L'homme est un laïc, sans doute un riche aristocrate de Jérusalem, si l'on en
juge d'après la manière dont il considère le monde. Le livre, lui, appartient
au corpus des écrits sapientiaux et daterait de 300 à 250 avant JC.
Ce livre
occupe une place singulière dans les Ecritures. D'abord, contrairement à
d'autres écrits de sagesse, il ne parle jamais du Temple et ne semble pas
évoquer la perspective d'une quelconque résurrection. Il n'y a pas d'espérance
après la tombe. Mais surtout, fait extrêmement singulier, Qohelet ne se réfère
jamais à Moïse, à l'histoire du Salut ou à la Loi. Au fond, son approche est
plus philosophique que théologique. Sur le plan de la méthode, Qohelet reprend
d'ailleurs les étapes traditionnelles de la réflexion sapientielle : observer
le monde, réfléchir pour en trouver le sens et en tirer une leçon. Nous avons ici une réévaluation de la sagesse
traditionnelle juive à partir de la pensée grecque, avec une influence notable
des philosophes sceptiques. L'auteur s'efforce de présenter les vérités de la
foi juive par un autre biais ; il aborde par exemple le thème de la création
sous un angle purement rationnel.
La vérité
existe mais personne ne peut l'atteindre (cf. Qo 7,23). Le sage qui prétend la
détenir est un menteur (cf. Qo 8,16-17). Il n'est de connaissance
qu'expérimentale. Ce qui dure, c'est la terre. L'homme, lui, est très éphémère
et ses actions sont sans valeur. La vanité, dont il est question si fréquemment
dans le livre de Qohelet, signifie que tout est vent, souffle – c'est le sens
du mot vanité en hébreu – c'est à dire sans consistance. Tout ce qui fait la
vie des hommes n'est que la répétition de ce qu'ont vécues les générations
précédentes. « Il n'y a pas de profit sous le soleil » (Qo 2,11).

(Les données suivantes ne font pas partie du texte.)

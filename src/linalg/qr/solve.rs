use super::check_factors;
use crate::{
    error::{slap_error, SlapError},
    linalg::{
        householder::{
            apply_householder_on_the_left_in_place, apply_householder_on_the_left_in_place_req,
        },
        triangular_solve::solve_upper_triangular_in_place,
    },
    mat::ShapeDisplay,
    MatMut, MatRef,
};
use dyn_stack::{PodStack, SizeOverflow, StackReq};
use reborrow::*;

fn check_rhs(op: &str, qr: MatRef<'_>, rhs: MatRef<'_>) -> Result<(), SlapError> {
    rhs.check()?;
    if rhs.nrows() != qr.nrows() {
        return slap_error!(
            SlapError::IncompatibleDimensions,
            "{op}: factors = {}, rhs = {}",
            ShapeDisplay(qr.layout()),
            ShapeDisplay(rhs.layout())
        );
    }
    Ok(())
}

/// Computes the size and alignment of the workspace required to apply the orthogonal factor of
/// a QR decomposition to a right-hand side with `rhs_ncols` columns.
pub fn apply_q_req(rhs_ncols: usize) -> Result<StackReq, SizeOverflow> {
    apply_householder_on_the_left_in_place_req(rhs_ncols)
}

/// Computes the size and alignment of the workspace required by [`apply_q_transpose`].
pub fn apply_q_transpose_req(rhs_ncols: usize) -> Result<StackReq, SizeOverflow> {
    apply_householder_on_the_left_in_place_req(rhs_ncols)
}

/// Computes the size and alignment of the workspace required by [`solve_lstsq_in_place`].
pub fn solve_lstsq_in_place_req(rhs_ncols: usize) -> Result<StackReq, SizeOverflow> {
    apply_q_transpose_req(rhs_ncols)
}

/// Computes `Qᵀ × rhs` and stores the result in `rhs`, where `Q` is the orthogonal factor of the
/// QR decomposition stored in `qr` and `betas`.
///
/// The reflections are applied in increasing column order, without forming `Q`.
///
/// # Errors
/// * [`SlapError::IncompatibleDimensions`] if `rhs` does not have as many rows as `qr`, or if
///   the factors have inconsistent shapes.
///
/// # Panics
/// Panics if the provided memory in `stack` is insufficient, see [`apply_q_transpose_req`].
#[track_caller]
pub fn apply_q_transpose(
    qr: MatRef<'_>,
    betas: MatRef<'_>,
    rhs: MatMut<'_>,
    stack: PodStack<'_>,
) -> Result<(), SlapError> {
    let mut rhs = rhs;
    let mut stack = stack;
    check_factors("apply_q_transpose", qr, betas)?;
    check_rhs("apply_q_transpose", qr, rhs.rb())?;

    let (m, n) = qr.shape();
    let p = rhs.ncols();
    for k in 0..n {
        apply_householder_on_the_left_in_place(
            qr.submatrix(k + 1, k, m - k - 1, 1)?,
            betas.read(k, 0),
            rhs.rb_mut().submatrix_mut(k, 0, m - k, p)?,
            stack.rb_mut(),
        );
    }
    Ok(())
}

/// Computes `Q × rhs` and stores the result in `rhs`, the reflections being applied in
/// decreasing column order.
///
/// # Errors
/// Same as [`apply_q_transpose`].
///
/// # Panics
/// Panics if the provided memory in `stack` is insufficient, see [`apply_q_req`].
#[track_caller]
pub fn apply_q(
    qr: MatRef<'_>,
    betas: MatRef<'_>,
    rhs: MatMut<'_>,
    stack: PodStack<'_>,
) -> Result<(), SlapError> {
    let mut rhs = rhs;
    let mut stack = stack;
    check_factors("apply_q", qr, betas)?;
    check_rhs("apply_q", qr, rhs.rb())?;

    let (m, n) = qr.shape();
    let p = rhs.ncols();
    for k in (0..n).rev() {
        apply_householder_on_the_left_in_place(
            qr.submatrix(k + 1, k, m - k - 1, 1)?,
            betas.read(k, 0),
            rhs.rb_mut().submatrix_mut(k, 0, m - k, p)?,
            stack.rb_mut(),
        );
    }
    Ok(())
}

/// Solves the least squares problem `min ‖A × X - rhs‖` given the QR decomposition of `A`, and
/// stores the solution in the first `ncols` rows of `rhs`.
///
/// The remaining rows of `rhs` hold the residual components orthogonal to the range of `A`,
/// whose norm is the norm of the residual.
///
/// # Errors
/// Same as [`apply_q_transpose`].
///
/// # Panics
/// Panics if the provided memory in `stack` is insufficient, see [`solve_lstsq_in_place_req`].
#[track_caller]
pub fn solve_lstsq_in_place(
    qr: MatRef<'_>,
    betas: MatRef<'_>,
    rhs: MatMut<'_>,
    stack: PodStack<'_>,
) -> Result<(), SlapError> {
    let mut rhs = rhs;
    apply_q_transpose(qr, betas, rhs.rb_mut(), stack)?;

    let n = qr.ncols();
    let p = rhs.ncols();
    solve_upper_triangular_in_place(qr.submatrix(0, 0, n, n)?, rhs.submatrix_mut(0, 0, n, p)?)
}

Tout ce qui a fait la vie des hommes sous le soleil (durant les jours de leur
vie terrestre), tout cela sera oublié et donc vain. La recherche du profit par
le travail est particulièrement stigmatisée, car l'homme ne vit pas assez
longtemps pour profiter du fruit de son travail.
Le thème de la
joie est paradoxalement le plus important du livre. La joie vient s'opposer à
la logique travail/profit. Elle seule vaut la peine
de vivre et propose une voie autre que l'impasse de la vanité qui mène au
désespoir. On retrouve sept refrains identiques qui structurent le livre en
insistant sur la joie[1]. Mais cette
joie est dans l'instant présent… et elle passe. La joie de la connaissance de Dieu,
la vision béatifique de Dieu qui fait le bonheur des élus selon saint Thomas
d'Aquin, cette joie-là, comme de celle de l'acquisition de la sagesse, est
inaccessible selon Qohelet. Dieu est incompréhensible. L'homme est
contraint de se débrouiller par lui-même. Toute chose est adaptée à son temps
par Dieu, mais l'homme est incapable de comprendre l'ensemble du plan de Dieu.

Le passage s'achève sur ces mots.